Há um grupo de crianças que vive uma situação de maior perigo do que aquelas que nunca ouviram sobre o Senhor Jesus. São crianças acostumadas a conviver na igreja evangélica, a maioria delas desde o seu nascimento. Familiarizam-se com o linguajar da sua igreja, com o comportamento dos crentes, com a liturgia, com as programações rotineiras, com os eventos da igreja. Participam com fidelidade e entusiasmo das atividades da igreja: são alunas da Escola Bíblica Dominical, memorizam versículos bíblicos, fazem lindas orações, ofertam com alegria, cantam no coral infantil, atuam nas peças em datas como Natal, Páscoa, Dia das Mães, Dia dos Pais, participam de EBFs. Contudo, estão totalmente perdidas, e bem dentro da igreja!

Algumas vêm de lares não cristãos, outras são filhas de membros fiéis e ativos ou ainda filhas de membros que atuam na liderança. Mesmo sendo crianças filhas de pais crentes, não são automaticamente filhas de Deus. 

Nunca experimentaram o novo nascimento; nunca nasceram na família de Deus para tornarem-se filhas de Deus, conforme João 1:12. Esse acostumar-se com as coisas da igreja torna essas crianças religiosas, mas não salvas. Por isso, muitas ao atingirem a idade da adolescência trocam esse convívio da igreja pela atração que as coisas do mundo lhes oferece.

O fenômeno de “crianças igrejadas” existe por várias razões. Porém, podemos destacar as principais fontes: os pais, a igreja e os professores.

Muitos pais evangélicos não reconhecem e tampouco assumem como sua prioridade o ensino das verdades de Deus para seus filhos, conforme Deuteronômio 6:4-9  e Efésios 6:4. Pensam que é suficiente levá-los à igreja e que cabe aos professores a tarefa de conduzir os seus pequeninos a Deus. 

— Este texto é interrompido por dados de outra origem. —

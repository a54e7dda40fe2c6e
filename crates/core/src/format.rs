//! Help and version text

use crate::parser::build_grammar;
use crate::schema::MergedSchema;

/// Usage line shown when neither the program nor the tool provides one
pub fn default_usage(tool: &str) -> String {
    format!("  {tool} [options]")
}

/// Full help text: usage, general options, then one group per plugin
pub fn help_text(tool: &str, schema: &MergedSchema, usage: &str) -> String {
    let grammar = build_grammar(tool, schema, Some(usage));
    let mut command = grammar.command.help_template("USAGE:\n{usage}\n\n{all-args}");
    command.render_help().to_string().trim_end().to_string()
}

/// `1.0.0`, or both versions when a local install is known
pub fn version_banner(global: &str, local: Option<&str>) -> String {
    match local {
        Some(local) => format!("CLI Version: {global}\nLocal Version: {local}"),
        None => global.to_string(),
    }
}

#[cfg(test)]
mod tests {
    use super::*;
    use crate::schema::{CollisionPolicy, OptionDescriptor, OptionGroup, OptionSchema};

    #[test]
    fn test_help_layout() {
        let tool = OptionSchema::new().with("arg", OptionDescriptor::string().with_description("An argument"));
        let plugin = OptionSchema::new().with("pretty", OptionDescriptor::boolean());
        let schema = MergedSchema::builtins()
            .extend(&tool, OptionGroup::General, CollisionPolicy::Override)
            .unwrap()
            .extend(&plugin, OptionGroup::Plugin("json".into()), CollisionPolicy::Override)
            .unwrap();

        let help = help_text("pawn", &schema, &default_usage("pawn"));

        assert!(help.starts_with("USAGE:\n  pawn [options]"), "{help}");
        let general = help.find("OPTIONS:").unwrap();
        let plugins = help.find("[+] json Options:").unwrap();
        assert!(general < plugins);
        assert!(help.contains("Show this help."));
        assert!(help.contains("An argument"));
        assert!(help.contains("--pretty"));
    }

    #[test]
    fn test_version_banner() {
        assert_eq!(version_banner("1.0.0", None), "1.0.0");
        assert_eq!(
            version_banner("1.0.0", Some("2.0.0")),
            "CLI Version: 1.0.0\nLocal Version: 2.0.0"
        );
    }
}
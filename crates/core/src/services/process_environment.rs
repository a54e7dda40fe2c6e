//! Environment backed by the real process

use crate::error::{Error, Result};
use crate::interfaces::Environment;
use std::path::{Path, PathBuf};

/// The running process's working directory and environment variables.
///
/// Changing the working directory through this type affects the whole
/// process; concurrent resolutions sharing it are not supported.
#[derive(Debug, Default, Clone, Copy)]
pub struct ProcessEnvironment;

impl ProcessEnvironment {
    pub fn new() -> Self {
        Self
    }
}

impl Environment for ProcessEnvironment {
    fn current_dir(&self) -> Result<PathBuf> {
        Ok(std::env::current_dir()?)
    }

    fn set_current_dir(&mut self, dir: &Path) -> Result<()> {
        std::env::set_current_dir(dir).map_err(|source| Error::WorkingDirectory {
            path: dir.to_path_buf(),
            source,
        })
    }

    fn var(&self, key: &str) -> Option<String> {
        std::env::var(key).ok()
    }

    fn current_exe(&self) -> Option<PathBuf> {
        std::env::current_exe().ok()
    }
}
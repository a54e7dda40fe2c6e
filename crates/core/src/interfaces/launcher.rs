//! Delegation interface
//!
//! Hands the invocation over to a project-local installation.

use crate::error::Result;
use std::path::Path;

/// Trait for running a delegate installation
pub trait Launcher: Send + Sync {
    /// Run `entry` with `args` from `cwd`; returns once it has finished
    fn launch(&self, entry: &Path, args: &[String], cwd: &Path) -> Result<()>;
}
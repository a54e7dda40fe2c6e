//! Entry point tying resolution, session emission and delegation together

use crate::error::{Error, Result};
use crate::format::{default_usage, help_text, version_banner};
use crate::interfaces::{Environment, EnvironmentProbe, Launcher, ModuleResolver, ProbeRequest, Program};
use crate::parser::{ArgumentParser, ParseLayers, ParseMode, RawArgs};
use crate::resolver::{ConfigurationResolver, Resolution};
use crate::schema::builtins::{CONFIG_PATH, CWD, VERSION};
use crate::schema::{CollisionPolicy, MergedSchema};
use crate::services::{LocalInstallProbe, ProcessLauncher, StaticModuleResolver};
use crate::session::{Session, SessionEmitter};
use crate::target::{reconcile, ExecutionTarget, ExecutionTargetResolver, TargetEvent, TargetState};
use std::path::PathBuf;

/// What a run produced
#[derive(Debug)]
pub enum Outcome {
    /// The program ran against this session
    Executed(Session),
    /// Help text to print
    Help(String),
    /// Version banner to print
    Version(String),
    /// A local installation ran instead
    Delegated { entry: PathBuf },
}

/// A command-line tool: a name, a program and its collaborators
pub struct Pawn {
    name: String,
    version: String,
    usage: Option<String>,
    program: Box<dyn Program>,
    modules: Box<dyn ModuleResolver>,
    probe: Box<dyn EnvironmentProbe>,
    launcher: Box<dyn Launcher>,
    policy: CollisionPolicy,
}

impl Pawn {
    pub fn new(name: impl Into<String>, program: impl Program + 'static) -> Self {
        Self {
            name: name.into(),
            version: env!("CARGO_PKG_VERSION").to_string(),
            usage: None,
            program: Box::new(program),
            modules: Box::new(StaticModuleResolver::new()),
            probe: Box::new(LocalInstallProbe::new()),
            launcher: Box::new(ProcessLauncher::new()),
            policy: CollisionPolicy::default(),
        }
    }

    pub fn with_version(mut self, version: impl Into<String>) -> Self {
        self.version = version.into();
        self
    }

    /// Usage line for help output; takes precedence over the program's
    pub fn with_usage(mut self, usage: impl Into<String>) -> Self {
        self.usage = Some(usage.into());
        self
    }

    pub fn with_module_resolver(mut self, modules: impl ModuleResolver + 'static) -> Self {
        self.modules = Box::new(modules);
        self
    }

    pub fn with_probe(mut self, probe: impl EnvironmentProbe + 'static) -> Self {
        self.probe = Box::new(probe);
        self
    }

    pub fn with_launcher(mut self, launcher: impl Launcher + 'static) -> Self {
        self.launcher = Box::new(launcher);
        self
    }

    pub fn with_collision_policy(mut self, policy: CollisionPolicy) -> Self {
        self.policy = policy;
        self
    }

    pub fn name(&self) -> &str {
        &self.name
    }

    pub fn version(&self) -> &str {
        &self.version
    }

    fn usage_line(&self) -> String {
        self.usage
            .clone()
            .or_else(|| self.program.usage())
            .unwrap_or_else(|| default_usage(&self.name))
    }

    /// Resolve options and run the program in this process
    pub fn execute(&self, args: impl Into<RawArgs>, env: &mut dyn Environment) -> Result<Outcome> {
        self.execute_here(args.into(), env, None)
    }

    /// `local_version` is set when this process is the project-local install
    fn execute_here(&self, args: RawArgs, env: &mut dyn Environment, local_version: Option<&str>) -> Result<Outcome> {
        let tokens = args.to_tokens();
        let tool_options = self.program.options();
        let resolver =
            ConfigurationResolver::new(&self.name, &tool_options, self.modules.as_ref()).with_policy(self.policy);

        match resolver.resolve(&tokens, env)? {
            Resolution::Help { schema } => Ok(Outcome::Help(help_text(&self.name, &schema, &self.usage_line()))),
            Resolution::Version => Ok(Outcome::Version(version_banner(&self.version, local_version))),
            Resolution::Complete { parsed, plugins, .. } => {
                SessionEmitter::emit(parsed, plugins, self.program.as_ref()).map(Outcome::Executed)
            }
        }
    }

    /// Process entry: run here, or hand over to a project-local installation
    pub fn run_from_cli<I, S>(&self, argv: I, env: &mut dyn Environment) -> Result<Outcome>
    where
        I: IntoIterator<Item = S>,
        S: Into<String>,
    {
        let tokens: Vec<String> = argv.into_iter().map(Into::into).collect();
        let builtins = MergedSchema::builtins();
        let first = ArgumentParser::new(&self.name, &builtins).parse(&tokens, ParseLayers::none(), ParseMode::Lenient)?;
        let request = ProbeRequest {
            cwd: first.get_str(CWD).map(PathBuf::from),
            config_path: first.get_str(CONFIG_PATH).map(PathBuf::from),
        };

        let mut state = TargetState::Probing;
        let mut outcome = None;
        loop {
            state = match state {
                TargetState::Probing => ExecutionTargetResolver::new(&self.name, self.probe.as_ref()).resolve(&request, env)?,
                TargetState::SelfTarget(target) => {
                    let args = reconcile(&tokens, &target.resolved_facts);
                    outcome = Some(self.execute_here(args.into(), env, target.local_version.as_deref())?);
                    TargetState::SelfTarget(target).transition(TargetEvent::Dispatched)?
                }
                TargetState::Delegating(target) => {
                    outcome = Some(if first.get_bool(VERSION) {
                        let local = target.local_version.as_deref().unwrap_or("unknown");
                        Outcome::Version(version_banner(&self.version, Some(local)))
                    } else {
                        self.delegate(&tokens, &target, env)?
                    });
                    TargetState::Delegating(target).transition(TargetEvent::Dispatched)?
                }
                TargetState::Done(_) => break,
            };
        }

        outcome.ok_or_else(|| Error::Probe("no execution target was dispatched".to_string()))
    }

    fn delegate(&self, tokens: &[String], target: &ExecutionTarget, env: &dyn Environment) -> Result<Outcome> {
        let entry = target
            .delegate_entry
            .clone()
            .ok_or_else(|| Error::Probe("delegation without a local entry".to_string()))?;
        let cwd = match &target.resolved_facts.cwd {
            Some(cwd) => cwd.clone(),
            None => env.current_dir()?,
        };
        let args = reconcile(tokens, &target.resolved_facts);

        self.launcher.launch(&entry, &args, &cwd)?;
        Ok(Outcome::Delegated { entry })
    }
}
//! Launches a local installation as a child process

use crate::error::{Error, Result};
use crate::interfaces::Launcher;
use std::path::Path;
use std::process::Command;

/// Runs the delegate with inherited stdio and waits for it
#[derive(Debug, Clone, Default)]
pub struct ProcessLauncher;

impl ProcessLauncher {
    pub fn new() -> Self {
        Self
    }
}

impl Launcher for ProcessLauncher {
    fn launch(&self, entry: &Path, args: &[String], cwd: &Path) -> Result<()> {
        tracing::info!("Delegating to {} {}", entry.display(), args.join(" "));

        let status = Command::new(entry)
            .args(args)
            .current_dir(cwd)
            .status()
            .map_err(|source| Error::DelegateSpawn {
                entry: entry.to_path_buf(),
                source,
            })?;

        if status.success() {
            Ok(())
        } else {
            Err(Error::DelegateExit {
                entry: entry.to_path_buf(),
                code: status.code(),
            })
        }
    }
}

#[cfg(test)]
mod tests {
    use super::*;
    use tempfile::TempDir;

    #[test]
    fn test_missing_entry_is_spawn_error() {
        let temp = TempDir::new().unwrap();
        let entry = temp.path().join("no-such-binary");

        let err = ProcessLauncher.launch(&entry, &[], temp.path()).unwrap_err();
        assert!(matches!(err, Error::DelegateSpawn { .. }));
    }

    #[cfg(unix)]
    #[test]
    fn test_failing_entry_reports_exit_code() {
        use std::os::unix::fs::PermissionsExt;

        let temp = TempDir::new().unwrap();
        let entry = temp.path().join("pawn");
        std::fs::write(&entry, "#!/bin/sh\nexit 3\n").unwrap();
        std::fs::set_permissions(&entry, std::fs::Permissions::from_mode(0o755)).unwrap();

        let err = ProcessLauncher.launch(&entry, &["--arg".into(), "x".into()], temp.path()).unwrap_err();
        assert!(matches!(err, Error::DelegateExit { code: Some(3), .. }));
    }

    #[cfg(unix)]
    #[test]
    fn test_successful_entry_runs_in_cwd() {
        use std::os::unix::fs::PermissionsExt;

        let temp = TempDir::new().unwrap();
        let entry = temp.path().join("pawn");
        std::fs::write(&entry, "#!/bin/sh\ntouch ran\n").unwrap();
        std::fs::set_permissions(&entry, std::fs::Permissions::from_mode(0o755)).unwrap();

        ProcessLauncher.launch(&entry, &[], temp.path()).unwrap();
        assert!(temp.path().join("ran").is_file());
    }
}
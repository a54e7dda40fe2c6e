//! Plugin loading
//!
//! Plugins come from two sources: modules discovered by naming convention
//! (`<tool>-*`) and modules requested explicitly through `--plugins` or the
//! config file. Both land in one [`PluginRegistry`].

pub mod loader;
pub mod registry;

pub use loader::PluginLoader;
pub use registry::PluginRegistry;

A igreja também não dá prioridade às crianças em seu ministério de ensino, ordenado pelo Senhor Jesus em João 21:15 - “...Cuide dos meus cordeiros”. Não se dá crédito à conversão de uma criança, tampouco às palavras de Jesus: “um destes pequeninos que creem em mim” (Mateus 18:6). 

Os professores contribuem para isso, quando não têm a preocupação de evangelizar seus alunos. Muitos não evangelizam suas crianças porque não sabem como fazê-lo. Outros ainda porque não acreditam que as crianças são pecadoras - “todos pecaram” (Romanos 3:23). E, como sem nascimento não há crescimento, as crianças vão ficando igrejadas. É evidente que nunca ocorrerá uma transformação, porque nunca houve um nascimento espiritual.

Então, o que fazer para evitar este triste fenômeno? A primeira necessidade da criança igrejada é reconhecer que é pecadora e precisa receber o perdão dos seus pecados que Jesus, por sua morte e ressurreição, já conquistou. É preciso que cada pai e cada professor apresente a mensagem da salvação para a sua criança, dependendo da ação poderosa do Espírito Santo, que convence do pecado (João 16:8).

Queridos pais, professores, líderes de departamentos e pastores, despertem do profundo sono da indiferença para com a situação espiritual dessas crianças! Acordem para a triste realidade das “crianças igrejadas” (que podem ser seus filhos ou suas filhas) antes que seja tarde demais! São CRIANÇAS QUE ESPERAM POR VOCÊ!

 

Pr. Natanael Cardoso Negrão

Diretor da APEC para a Região Norte.